_HOW TO COMPLETE THIS TASK_. All the data beneath this line is to be reproduced exactly.

*** Opening THE INPUT ***

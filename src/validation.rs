//! Input validation for a simulation run.
//!
//! Checks the task batch and VM pool before scheduling. Detects:
//! - Empty task batch or VM pool
//! - Duplicate IDs
//! - Negative arrival times and non-positive burst times
//! - Tasks already placed and VMs carrying state from an earlier run
//! - Batches whose completion times could exceed `i64::MAX`
//!
//! All problems are collected and reported together.

use std::collections::HashSet;

use serde::{Deserialize, Serialize};

use crate::models::{Task, VirtualMachine};

/// Validation result.
pub type ValidationResult = Result<(), Vec<ValidationError>>;

/// A validation error.
#[derive(Debug, Clone, PartialEq, Serialize, Deserialize)]
pub struct ValidationError {
    /// Error category.
    pub kind: ValidationErrorKind,
    /// Human-readable description.
    pub message: String,
}

/// Categories of validation errors.
#[derive(Debug, Clone, Copy, PartialEq, Eq, Serialize, Deserialize)]
pub enum ValidationErrorKind {
    /// No tasks were supplied.
    EmptyTaskSet,
    /// No VMs were supplied.
    EmptyMachinePool,
    /// Two tasks or two VMs share the same ID.
    DuplicateId,
    /// A task arrives before t=0.
    NegativeArrival,
    /// A task has zero or negative burst time.
    NonPositiveBurst,
    /// A task already carries a placement.
    AlreadyScheduled,
    /// A VM has state left over from another run.
    MachineNotIdle,
    /// Completion times could exceed the representable time range.
    TimeOverflow,
}

impl ValidationError {
    pub fn new(kind: ValidationErrorKind, message: impl Into<String>) -> Self {
        Self {
            kind,
            message: message.into(),
        }
    }
}

impl std::fmt::Display for ValidationError {
    fn fmt(&self, f: &mut std::fmt::Formatter<'_>) -> std::fmt::Result {
        f.write_str(&self.message)
    }
}

/// Validates the input of a simulation run.
///
/// Checks:
/// 1. At least one task and one VM
/// 2. No duplicate task IDs, no duplicate VM IDs
/// 3. `arrival_time >= 0` and `burst_time > 0` for every task
/// 4. No task is already scheduled
/// 5. Every VM is idle
/// 6. Latest arrival plus total burst fits in `i64`, which bounds every
///    completion time the run can produce
///
/// # Returns
/// `Ok(())` if all checks pass, `Err(errors)` with all detected issues.
pub fn validate_input(tasks: &[Task], vms: &[VirtualMachine]) -> ValidationResult {
    let mut errors = Vec::new();

    if tasks.is_empty() {
        errors.push(ValidationError::new(
            ValidationErrorKind::EmptyTaskSet,
            "No tasks to schedule",
        ));
    }
    if vms.is_empty() {
        errors.push(ValidationError::new(
            ValidationErrorKind::EmptyMachinePool,
            "No virtual machines to schedule on",
        ));
    }

    let mut task_ids = HashSet::new();
    for task in tasks {
        if !task_ids.insert(task.id.as_str()) {
            errors.push(ValidationError::new(
                ValidationErrorKind::DuplicateId,
                format!("Duplicate task ID: {}", task.id),
            ));
        }
        if task.arrival_time < 0 {
            errors.push(ValidationError::new(
                ValidationErrorKind::NegativeArrival,
                format!(
                    "Task '{}' has negative arrival time {}",
                    task.id, task.arrival_time
                ),
            ));
        }
        if task.burst_time <= 0 {
            errors.push(ValidationError::new(
                ValidationErrorKind::NonPositiveBurst,
                format!(
                    "Task '{}' has non-positive burst time {}",
                    task.id, task.burst_time
                ),
            ));
        }
        if let Some(vm_id) = task.vm_id() {
            errors.push(ValidationError::new(
                ValidationErrorKind::AlreadyScheduled,
                format!("Task '{}' is already scheduled on '{}'", task.id, vm_id),
            ));
        }
    }

    let mut vm_ids = HashSet::new();
    for vm in vms {
        if !vm_ids.insert(vm.id.as_str()) {
            errors.push(ValidationError::new(
                ValidationErrorKind::DuplicateId,
                format!("Duplicate VM ID: {}", vm.id),
            ));
        }
        if !vm.is_idle() {
            errors.push(ValidationError::new(
                ValidationErrorKind::MachineNotIdle,
                format!(
                    "VM '{}' is not idle ({} task(s), available at {})",
                    vm.id,
                    vm.task_count(),
                    vm.available_time()
                ),
            ));
        }
    }

    if completion_bound(tasks).is_none() {
        errors.push(ValidationError::new(
            ValidationErrorKind::TimeOverflow,
            "Latest arrival plus total burst time exceeds the time range",
        ));
    }

    if errors.is_empty() {
        Ok(())
    } else {
        Err(errors)
    }
}

/// Upper bound on any completion time: latest arrival plus total burst.
///
/// `None` if the bound overflows.
fn completion_bound(tasks: &[Task]) -> Option<i64> {
    let total_burst = tasks
        .iter()
        .try_fold(0i64, |acc, t| acc.checked_add(t.burst_time.max(0)))?;
    let latest_arrival = tasks.iter().map(|t| t.arrival_time).max().unwrap_or(0);
    total_burst.checked_add(latest_arrival.max(0))
}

*** Closing THE INPUT ***

_SOLUTION_.
filename src/validation.rs
//! Input validation for a simulation run.
//!
//! Checks the task batch and VM pool before scheduling. Detects:
//! - Empty task batch or VM pool
//! - Duplicate IDs
//! - Negative arrival times and non-positive burst times
//! - Tasks already placed and VMs carrying state from an earlier run
//! - Batches whose completion times could exceed `i64::MAX`
//!
//! All problems are collected and reported together.

use std::collections::HashSet;

use serde::{Deserialize, Serialize};

use crate::models::{Task, VirtualMachine};

/// Validation result.
pub type ValidationResult = Result<(), Vec<ValidationError>>;

/// A validation error.
#[derive(Debug, Clone, PartialEq, Serialize, Deserialize)]
pub struct ValidationError {
    /// Error category.
    pub kind: ValidationErrorKind,
    /// Human-readable description.
    pub message: String,
}

/// Categories of validation errors.
#[derive(Debug, Clone, Copy, PartialEq, Eq, Serialize, Deserialize)]
pub enum ValidationErrorKind {
    /// No tasks were supplied.
    EmptyTaskSet,
    /// No VMs were supplied.
    EmptyMachinePool,
    /// Two tasks or two VMs share the same ID.
    DuplicateId,
    /// A task arrives before t=0.
    NegativeArrival,
    /// A task has zero or negative burst time.
    NonPositiveBurst,
    /// A task already carries a placement.
    AlreadyScheduled,
    /// A VM has state left over from another run.
    MachineNotIdle,
    /// Completion times could exceed the representable time range.
    TimeOverflow,
}

impl ValidationError {
    pub fn new(kind: ValidationErrorKind, message: impl Into<String>) -> Self {
        Self {
            kind,
            message: message.into(),
        }
    }
}

impl std::fmt::Display for ValidationError {
    fn fmt(&self, f: &mut std::fmt::Formatter<'_>) -> std::fmt::Result {
        f.write_str(&self.message)
    }
}

/// Validates the input of a simulation run.
///
/// Checks:
/// 1. At least one task and one VM
/// 2. No duplicate task IDs, no duplicate VM IDs
/// 3. `arrival_time >= 0` and `burst_time > 0` for every task
/// 4. No task is already scheduled
/// 5. Every VM is idle
/// 6. Latest arrival plus total burst fits in `i64`, which bounds every
///    completion time the run can produce
///
/// # Returns
/// `Ok(())` if all checks pass, `Err(errors)` with all detected issues.
pub fn validate_input(tasks: &[Task], vms: &[VirtualMachine]) -> ValidationResult {
    let mut errors = Vec::new();

    if tasks.is_empty() {
        errors.push(ValidationError::new(
            ValidationErrorKind::EmptyTaskSet,
            "No tasks to schedule",
        ));
    }
    if vms.is_empty() {
        errors.push(ValidationError::new(
            ValidationErrorKind::EmptyMachinePool,
            "No virtual machines to schedule on",
        ));
    }

    let mut task_ids = HashSet::new();
    for task in tasks {
        if !task_ids.insert(task.id.as_str()) {
            errors.push(ValidationError::new(
                ValidationErrorKind::DuplicateId,
                format!("Duplicate task ID: {}", task.id),
            ));
        }
        if task.arrival_time < 0 {
            errors.push(ValidationError::new(
                ValidationErrorKind::NegativeArrival,
                format!(
                    "Task '{}' has negative arrival time {}",
                    task.id, task.arrival_time
                ),
            ));
        }
        if task.burst_time <= 0 {
            errors.push(ValidationError::new(
                ValidationErrorKind::NonPositiveBurst,
                format!(
                    "Task '{}' has non-positive burst time {}",
                    task.id, task.burst_time
                ),
            ));
        }
        if let Some(vm_id) = task.vm_id() {
            errors.push(ValidationError::new(
                ValidationErrorKind::AlreadyScheduled,
                format!("Task '{}' is already scheduled on '{}'", task.id, vm_id),
            ));
        }
    }

    let mut vm_ids = HashSet::new();
    for vm in vms {
        if !vm_ids.insert(vm.id.as_str()) {
            errors.push(ValidationError::new(
                ValidationErrorKind::DuplicateId,
                format!("Duplicate VM ID: {}", vm.id),
            ));
        }
        if !vm.is_idle() {
            errors.push(ValidationError::new(
                ValidationErrorKind::MachineNotIdle,
                format!(
                    "VM '{}' is not idle ({} task(s), available at {})",
                    vm.id,
                    vm.task_count(),
                    vm.available_time()
                ),
            ));
        }
    }

    if completion_bound(tasks).is_none() {
        errors.push(ValidationError::new(
            ValidationErrorKind::TimeOverflow,
            "Latest arrival plus total burst time exceeds the time range",
        ));
    }

    if errors.is_empty() {
        Ok(())
    } else {
        Err(errors)
    }
}

/// Upper bound on any completion time: latest arrival plus total burst.
///
/// `None` if the bound overflows.
fn completion_bound(tasks: &[Task]) -> Option<i64> {
    let total_burst = tasks
        .iter()
        .try_fold(0i64, |acc, t| acc.checked_add(t.burst_time.max(0)))?;
    let latest_arrival = tasks.iter().map(|t| t.arrival_time).max().unwrap_or(0);
    total_burst.checked_add(latest_arrival.max(0))
}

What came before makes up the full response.